▽
//! Gaf demo - edits the `gaf` settings file from the command line.
//!
//! Options are dispatched in the order given: `--set` and `--remove` edit the
//! store as they are reached, then `--get`, `--list` and `--run` report on
//! it. Changes are written back on exit. Logs go to stderr and to
//! `~/.gaf/logs/`.

use std::{env, error::Error, process, rc::Rc};

use clap::{Arg, ArgAction};
use gaf::{
    app::{AppPaths, Application},
    cli::{
        Action, CliApplication, CliError, CommandTable, Context, FetchValue, OptionMatch,
        PARSE_FAILURE_STATUS,
    },
    settings::{SettingsStore, SharedSettings},
    tracing_config,
};
use tracing::{info, instrument};

const DEFAULT_SUMMARY_LIMIT: usize = 10;

fn main() {
    let args: Vec<String> = env::args().skip(1).collect();

    let status = match run(args) {
        Ok(status) => status,
        Err(e) => {
            eprintln!("gaf: {e}");
            PARSE_FAILURE_STATUS
        }
    };

    process::exit(status);
}

/// Builds the application, declares its options and runs them.
///
/// # Errors
/// Returns error if the home directory, runtime configuration or settings
/// file cannot be set up.
fn run(args: Vec<String>) -> Result<i32, Box<dyn Error>> {
    let app = Application::new("gaf", Some(env!("CARGO_PKG_VERSION")), args)?;
    app.ensure_home_exists()?;
    tracing_config::init_with_file(&app.config().logging, &AppPaths::log_dir(app.home()))?;

    let mut cli = CliApplication::new(app);
    let settings = cli.app_mut().open_settings("settings", true)?;
    cli.dispatcher_mut().about("Inspect and edit the gaf settings file");

    declare_options(&mut cli, &settings)?;
    info!("Options declared");

    Ok(cli.run())
}

#[instrument(skip_all)]
fn declare_options(cli: &mut CliApplication, settings: &SharedSettings) -> Result<(), CliError> {
    let table = Rc::new(maintenance_commands());

    cli.add_option(
        Arg::new("count")
            .short('c')
            .long("count")
            .value_name("N")
            .help("Number of keys shown in the summary"),
        Action::initializer(FetchValue::integer().with_validator(|n| *n > 0)),
    )?;

    let target = Rc::clone(settings);
    cli.add_option(
        Arg::new("set")
            .short('s')
            .long("set")
            .value_name("KEY=VALUE")
            .action(ArgAction::Append)
            .help("Set a value"),
        Action::init_fn(move |_ctx: &mut Context, matched: &OptionMatch| {
            let mut store = target.borrow_mut();
            for assignment in &matched.values {
                let (key, value) = assignment.split_once('=').ok_or_else(|| {
                    CliError::Initializer {
                        option: matched.id.clone(),
                        details: format!("expected KEY=VALUE, got '{assignment}'"),
                    }
                })?;
                store.set_raw(key.trim(), value);
            }
            Ok(())
        }),
    )?;

    let target = Rc::clone(settings);
    cli.add_option(
        Arg::new("remove")
            .short('r')
            .long("remove")
            .value_name("KEY")
            .action(ArgAction::Append)
            .help("Remove a key"),
        Action::init_fn(move |_ctx: &mut Context, matched: &OptionMatch| {
            let mut store = target.borrow_mut();
            for key in &matched.values {
                store.remove(key);
            }
            Ok(())
        }),
    )?;

    let target = Rc::clone(settings);
    cli.add_option(
        Arg::new("get")
            .short('g')
            .long("get")
            .value_name("KEY")
            .help("Print the value of a key"),
        Action::command_fn(move |_ctx: &mut Context, matched: Option<&OptionMatch>| {
            let Some(key) = matched.and_then(OptionMatch::value) else {
                return PARSE_FAILURE_STATUS;
            };
            match target.borrow().get_raw(key) {
                Some(value) => {
                    println!("{value}");
                    0
                }
                None => {
                    eprintln!("gaf: no such key: {key}");
                    -1
                }
            }
        }),
    )?;

    let (target, commands) = (Rc::clone(settings), Rc::clone(&table));
    cli.add_option(
        Arg::new("list")
            .short('l')
            .long("list")
            .action(ArgAction::SetTrue)
            .help("Print every key and value"),
        Action::command_fn(move |_ctx: &mut Context, _: Option<&OptionMatch>| {
            perform(&commands, "list", &target)
        }),
    )?;

    let (target, commands) = (Rc::clone(settings), Rc::clone(&table));
    let names = table.names().join(", ");
    cli.add_option(
        Arg::new("run")
            .long("run")
            .value_name("NAME")
            .help(format!("Run a maintenance command ({names})")),
        Action::command_fn(move |_ctx: &mut Context, matched: Option<&OptionMatch>| {
            match matched.and_then(OptionMatch::value) {
                Some(name) => perform(&commands, name, &target),
                None => PARSE_FAILURE_STATUS,
            }
        }),
    )?;

    let target = Rc::clone(settings);
    cli.set_default_command(move |ctx: &mut Context, _: Option<&OptionMatch>| {
        let limit = ctx
            .get_as::<i64>("count")
            .and_then(|n| usize::try_from(n).ok())
            .unwrap_or(DEFAULT_SUMMARY_LIMIT);
        print_summary(&target.borrow(), limit);
        0
    });

    Ok(())
}

fn maintenance_commands() -> CommandTable<SettingsStore> {
    let mut table = CommandTable::new();

    table.register("list", |store: &mut SettingsStore| {
        for (key, value) in store.entries() {
            println!("{key}={value}");
        }
        0
    });
    table.register("clear", |store: &mut SettingsStore| {
        store.clear();
        0
    });
    table.register("path", |store: &mut SettingsStore| match store.path() {
        Some(path) => {
            println!("{}", path.display());
            0
        }
        None => -1,
    });

    table
}

fn perform(table: &CommandTable<SettingsStore>, name: &str, settings: &SharedSettings) -> i32 {
    match table.perform(name, &mut settings.borrow_mut()) {
        Ok(status) => status,
        Err(e) => {
            eprintln!("gaf: {e}");
            e.exit_status()
        }
    }
}

fn print_summary(store: &SettingsStore, limit: usize) {
    let location = store
        .path()
        .map_or_else(|| "memory".to_string(), |p| p.display().to_string());
    println!("{} settings in {location}", store.item_count());

    for key in store.item_names().into_iter().take(limit) {
        println!("  {key}");
    }
}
△
Repeat every record, keeping each line exactly as it is.

◆ **SOLUTION TO THIS TASK**:
//! Gaf demo - edits the `gaf` settings file from the command line.
//!
//! Options are dispatched in the order given: `--set` and `--remove` edit the
//! store as they are reached, then `--get`, `--list` and `--run` report on
//! it. Changes are written back on exit. Logs go to stderr and to
//! `~/.gaf/logs/`.

use std::{env, error::Error, process, rc::Rc};

use clap::{Arg, ArgAction};
use gaf::{
    app::{AppPaths, Application},
    cli::{
        Action, CliApplication, CliError, CommandTable, Context, FetchValue, OptionMatch,
        PARSE_FAILURE_STATUS,
    },
    settings::{SettingsStore, SharedSettings},
    tracing_config,
};
use tracing::{info, instrument};

const DEFAULT_SUMMARY_LIMIT: usize = 10;

fn main() {
    let args: Vec<String> = env::args().skip(1).collect();

    let status = match run(args) {
        Ok(status) => status,
        Err(e) => {
            eprintln!("gaf: {e}");
            PARSE_FAILURE_STATUS
        }
    };

    process::exit(status);
}

/// Builds the application, declares its options and runs them.
///
/// # Errors
/// Returns error if the home directory, runtime configuration or settings
/// file cannot be set up.
fn run(args: Vec<String>) -> Result<i32, Box<dyn Error>> {
    let app = Application::new("gaf", Some(env!("CARGO_PKG_VERSION")), args)?;
    app.ensure_home_exists()?;
    tracing_config::init_with_file(&app.config().logging, &AppPaths::log_dir(app.home()))?;

    let mut cli = CliApplication::new(app);
    let settings = cli.app_mut().open_settings("settings", true)?;
    cli.dispatcher_mut().about("Inspect and edit the gaf settings file");

    declare_options(&mut cli, &settings)?;
    info!("Options declared");

    Ok(cli.run())
}

#[instrument(skip_all)]
fn declare_options(cli: &mut CliApplication, settings: &SharedSettings) -> Result<(), CliError> {
    let table = Rc::new(maintenance_commands());

    cli.add_option(
        Arg::new("count")
            .short('c')
            .long("count")
            .value_name("N")
            .help("Number of keys shown in the summary"),
        Action::initializer(FetchValue::integer().with_validator(|n| *n > 0)),
    )?;

    let target = Rc::clone(settings);
    cli.add_option(
        Arg::new("set")
            .short('s')
            .long("set")
            .value_name("KEY=VALUE")
            .action(ArgAction::Append)
            .help("Set a value"),
        Action::init_fn(move |_ctx: &mut Context, matched: &OptionMatch| {
            let mut store = target.borrow_mut();
            for assignment in &matched.values {
                let (key, value) = assignment.split_once('=').ok_or_else(|| {
                    CliError::Initializer {
                        option: matched.id.clone(),
                        details: format!("expected KEY=VALUE, got '{assignment}'"),
                    }
                })?;
                store.set_raw(key.trim(), value);
            }
            Ok(())
        }),
    )?;

    let target = Rc::clone(settings);
    cli.add_option(
        Arg::new("remove")
            .short('r')
            .long("remove")
            .value_name("KEY")
            .action(ArgAction::Append)
            .help("Remove a key"),
        Action::init_fn(move |_ctx: &mut Context, matched: &OptionMatch| {
            let mut store = target.borrow_mut();
            for key in &matched.values {
                store.remove(key);
            }
            Ok(())
        }),
    )?;

    let target = Rc::clone(settings);
    cli.add_option(
        Arg::new("get")
            .short('g')
            .long("get")
            .value_name("KEY")
            .help("Print the value of a key"),
        Action::command_fn(move |_ctx: &mut Context, matched: Option<&OptionMatch>| {
            let Some(key) = matched.and_then(OptionMatch::value) else {
                return PARSE_FAILURE_STATUS;
            };
            match target.borrow().get_raw(key) {
                Some(value) => {
                    println!("{value}");
                    0
                }
                None => {
                    eprintln!("gaf: no such key: {key}");
                    -1
                }
            }
        }),
    )?;

    let (target, commands) = (Rc::clone(settings), Rc::clone(&table));
    cli.add_option(
        Arg::new("list")
            .short('l')
            .long("list")
            .action(ArgAction::SetTrue)
            .help("Print every key and value"),
        Action::command_fn(move |_ctx: &mut Context, _: Option<&OptionMatch>| {
            perform(&commands, "list", &target)
        }),
    )?;

    let (target, commands) = (Rc::clone(settings), Rc::clone(&table));
    let names = table.names().join(", ");
    cli.add_option(
        Arg::new("run")
            .long("run")
            .value_name("NAME")
            .help(format!("Run a maintenance command ({names})")),
        Action::command_fn(move |_ctx: &mut Context, matched: Option<&OptionMatch>| {
            match matched.and_then(OptionMatch::value) {
                Some(name) => perform(&commands, name, &target),
                None => PARSE_FAILURE_STATUS,
            }
        }),
    )?;

    let target = Rc::clone(settings);
    cli.set_default_command(move |ctx: &mut Context, _: Option<&OptionMatch>| {
        let limit = ctx
            .get_as::<i64>("count")
            .and_then(|n| usize::try_from(n).ok())
            .unwrap_or(DEFAULT_SUMMARY_LIMIT);
        print_summary(&target.borrow(), limit);
        0
    });

    Ok(())
}

fn maintenance_commands() -> CommandTable<SettingsStore> {
    let mut table = CommandTable::new();

    table.register("list", |store: &mut SettingsStore| {
        for (key, value) in store.entries() {
            println!("{key}={value}");
        }
        0
    });
    table.register("clear", |store: &mut SettingsStore| {
        store.clear();
        0
    });
    table.register("path", |store: &mut SettingsStore| match store.path() {
        Some(path) => {
            println!("{}", path.display());
            0
        }
        None => -1,
    });

    table
}

fn perform(table: &CommandTable<SettingsStore>, name: &str, settings: &SharedSettings) -> i32 {
    match table.perform(name, &mut settings.borrow_mut()) {
        Ok(status) => status,
        Err(e) => {
            eprintln!("gaf: {e}");
            e.exit_status()
        }
    }
}

fn print_summary(store: &SettingsStore, limit: usize) {
    let location = store
        .path()
        .map_or_else(|| "memory".to_string(), |p| p.display().to_string());
    println!("{} settings in {location}", store.item_count());

    for key in store.item_names().into_iter().take(limit) {
        println!("  {key}");
    }
}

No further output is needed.